Evidently, Fenty and Singer think it’s their job to save people from themselves.
Nanny gun alert! Scotusblog
has the link of the petition, plus analysis. Only a lawyer could decipher this
junk.
The Supreme Court has not ruled on the scope of the Second Amendment in 68
years — not since U.S. v. Miller in 1939.Washington, D.C., is a city that is often described as a “crime capital”
because of the high incidence of murders and other assaults. The petition,
without applying any such label to the city, suggests that the need to regulate
handguns is a life-or-death matter there. “Absent review by this Court,”

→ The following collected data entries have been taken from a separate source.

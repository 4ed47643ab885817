use std::sync::Arc;

use chrono::TimeZone;

use common::{Candle, Config, Decision, Error, TradeLimits, TradingMode};
use engine::CycleRunner;
use paper::PaperExchange;
use strategy::StrategyParams;

fn test_config(interval: &str) -> Config {
    Config {
        api_key: "test".into(),
        api_secret: "test".into(),
        trading_mode: TradingMode::Sandbox,
        base_asset: "SOL".into(),
        quote_asset: "USDT".into(),
        candle_interval: interval.parse().unwrap(),
        limits: TradeLimits::default(),
        strategy_config_path: String::new(),
    }
}

fn candles(closes: &[f64]) -> Vec<Candle> {
    closes
        .iter()
        .enumerate()
        .map(|(i, &close)| Candle {
            open_time: chrono::Utc
                .timestamp_opt(1_700_000_000 + i as i64 * 3600, 0)
                .unwrap(),
            open: close,
            high: close,
            low: close,
            close,
            volume: 1000.0,
        })
        .collect()
}

/// Rally then a heavy sell-off with small relief bounces: ends deeply
/// oversold (low RSI/StochRSI, negative MACD).
fn oversold_closes() -> Vec<f64> {
    let mut closes: Vec<f64> = (0..70).map(|i| 100.0 + i as f64).collect();
    let mut price = *closes.last().unwrap();
    let mut steps = Vec::new();
    for _ in 0..7 {
        steps.extend([0.5, -4.0, -4.0, -4.0]);
    }
    steps.extend([-4.0, -4.0]);
    for step in steps {
        price += step;
        closes.push(price);
    }
    closes
}

/// Sell-off then a strong sustained rally: ends deeply overbought.
fn overbought_closes() -> Vec<f64> {
    let mut closes: Vec<f64> = (0..70).map(|i| 200.0 - i as f64).collect();
    let mut price = *closes.last().unwrap();
    for _ in 0..30 {
        price += 2.0;
        closes.push(price);
    }
    closes
}

#[tokio::test]
async fn oversold_cycle_buys_and_increments_counter() {
    let exchange = Arc::new(PaperExchange::new(100.0, 0.0, 0.0));
    exchange.set_candles(candles(&oversold_closes())).await;

    let cfg = test_config("1h");
    let mut runner = CycleRunner::new(
        exchange.clone(),
        StrategyParams::mean_reversion_1h(),
        &cfg,
    );

    let decision = runner.run_once().await.unwrap();
    assert_eq!(decision, Decision::Buy { quantity: 0.5 });
    assert_eq!(runner.position().total_buys(), 1);

    let balances = exchange.balances().await;
    assert!((balances.base_free - 0.5).abs() < 1e-9);
    assert!(balances.quote_free < 100.0);
}

#[tokio::test]
async fn overbought_cycle_liquidates_the_base_balance() {
    let exchange = Arc::new(PaperExchange::new(5.0, 4.0, 0.0));
    exchange.set_candles(candles(&overbought_closes())).await;

    let cfg = test_config("1h");
    let mut runner = CycleRunner::new(
        exchange.clone(),
        StrategyParams::mean_reversion_1h(),
        &cfg,
    );

    let decision = runner.run_once().await.unwrap();
    assert_eq!(decision, Decision::SellFull { quantity: 4.0 });
    assert_eq!(runner.position().total_buys(), 0);

    let balances = exchange.balances().await;
    assert!(balances.base_free.abs() < 1e-9);
    assert!(balances.quote_free > 5.0);
}

#[tokio::test]
async fn short_history_skips_the_cycle() {
    let exchange = Arc::new(PaperExchange::new(100.0, 0.0, 0.0));
    exchange
        .set_candles(candles(&oversold_closes()[..40]))
        .await;

    let cfg = test_config("1h");
    let mut runner = CycleRunner::new(
        exchange.clone(),
        StrategyParams::mean_reversion_1h(),
        &cfg,
    );

    let err = runner.run_once().await.unwrap_err();
    assert!(matches!(err, Error::InsufficientData(_)));
    assert_eq!(runner.position().total_buys(), 0);

    // Nothing was traded.
    let balances = exchange.balances().await;
    assert!((balances.quote_free - 100.0).abs() < 1e-9);
    assert!(balances.base_free.abs() < 1e-9);
}

#[tokio::test]
async fn rejected_order_leaves_the_counter_untouched() {
    // Slippage makes the sized buy cost slightly more than the free quote
    // balance, so the paper exchange rejects the order.
    let exchange = Arc::new(PaperExchange::new(19.8, 0.0, 10.0));
    exchange.set_candles(candles(&oversold_closes())).await;

    let cfg = test_config("1h");
    let mut runner = CycleRunner::new(
        exchange.clone(),
        StrategyParams::mean_reversion_1h(),
        &cfg,
    );

    let err = runner.run_once().await.unwrap_err();
    assert!(matches!(err, Error::Order(_)));
    assert_eq!(runner.position().total_buys(), 0);
}

#[tokio::test]
async fn neutral_market_holds_without_touching_balances() {
    // Gentle oscillation around a flat mean: neither entry nor exit fires
    // for the mean-reversion variant when there is nothing to sell.
    let closes: Vec<f64> = (0..100)
        .map(|i| 100.0 + (i as f64 * 0.5).sin() * 1.0)
        .collect();
    let exchange = Arc::new(PaperExchange::new(100.0, 0.0, 0.0));
    exchange.set_candles(candles(&closes)).await;

    let cfg = test_config("1h");
    let mut runner = CycleRunner::new(
        exchange.clone(),
        StrategyParams::mean_reversion_1h(),
        &cfg,
    );

    let decision = runner.run_once().await.unwrap();
    assert!(matches!(decision, Decision::Hold { .. }));

    let balances = exchange.balances().await;
    assert!((balances.quote_free - 100.0).abs() < 1e-9);
}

it contends, “the District of Columbia — a densely populated urban locality
where the violence caused by handguns is well-documented — will be unable
to enforce a law that its elected officials have sensibly concluded saves
lives.”It notes that the city has been regulating guns since 1858, and goes on to
document the problems the local City Council discerned when it adopted the
current handgun ban 31 years ago. At the time, it said, handguns were used
in 88 percent of armed robberies and 91 percent of armed assaults, and in
one year — 1974 — “were responsible for 155 of the record 285 murders”
in the city.Handguns, it sums up, “present a singular danger,” leading the
Council to adopt a freeze on the “pistol population” within the
District. … ..
But get this, Singer
really believes they can win.
The ruling, written by conservative senior judge Laurence Silberman, “wears
the trappings of a bona fide legal theory, but it distorts both the words
of the amendment and the plain intent of the founders,” according to
the petition. The city offers arguments aimed at making it palatable for the
Court’s conservatives to uphold the ban noting, for example, that the city
allows possession of rifles and shotguns. It also makes a federalism argument,
asserting that the Second Amendment targets only federal interference with
state militias — and therefore has no effect on the D.C. ban.Singer calls the city’s arguments “very textual” ones that would
appeal to any justice who wants to honor the words of the Second Amendment.
She sounds confident that victory is within reach. “If we didn’t think
we could win, we would not have taken it up.”
I’m all for gun laws that work and make sense, but just because D.C. residents
can purchase and own shotguns doesn’t make the D.C. handgun ban right. It’s
wrong. The March decision is correct and I hope the Justices walk away from
D.C. mayor, who has overreached by not only saying that D.C.’s handgun ban has saved lives, but that owning a shotgun means that you don’t need or shouldn’t want a handgun.
In my own case, I can’t shoot a shotgun worth beans. First, I’ve done it and can’t control the kick, which knocks my boney shoulder, because I’m too shotgun shy not to wince before pulling the trigger. Call me a wimp. However, with my HK everything is different. I’m sure, confident and prepared to protect myself. It’s absurd to think that if I lived in D.C. I’d be relegated to anything other than a handgun, which is the only way I would feel safe in a home alone at night. However, according to the D.C. mayor I might get liquored up and shoot someone with my handgun, which I wouldn’t do with a shotgun. Go figure.
Stupid gun laws are heralded by people who seem ignorant of reality. I’ll let the lawyers and the Supremes, God help us, decipher the rest.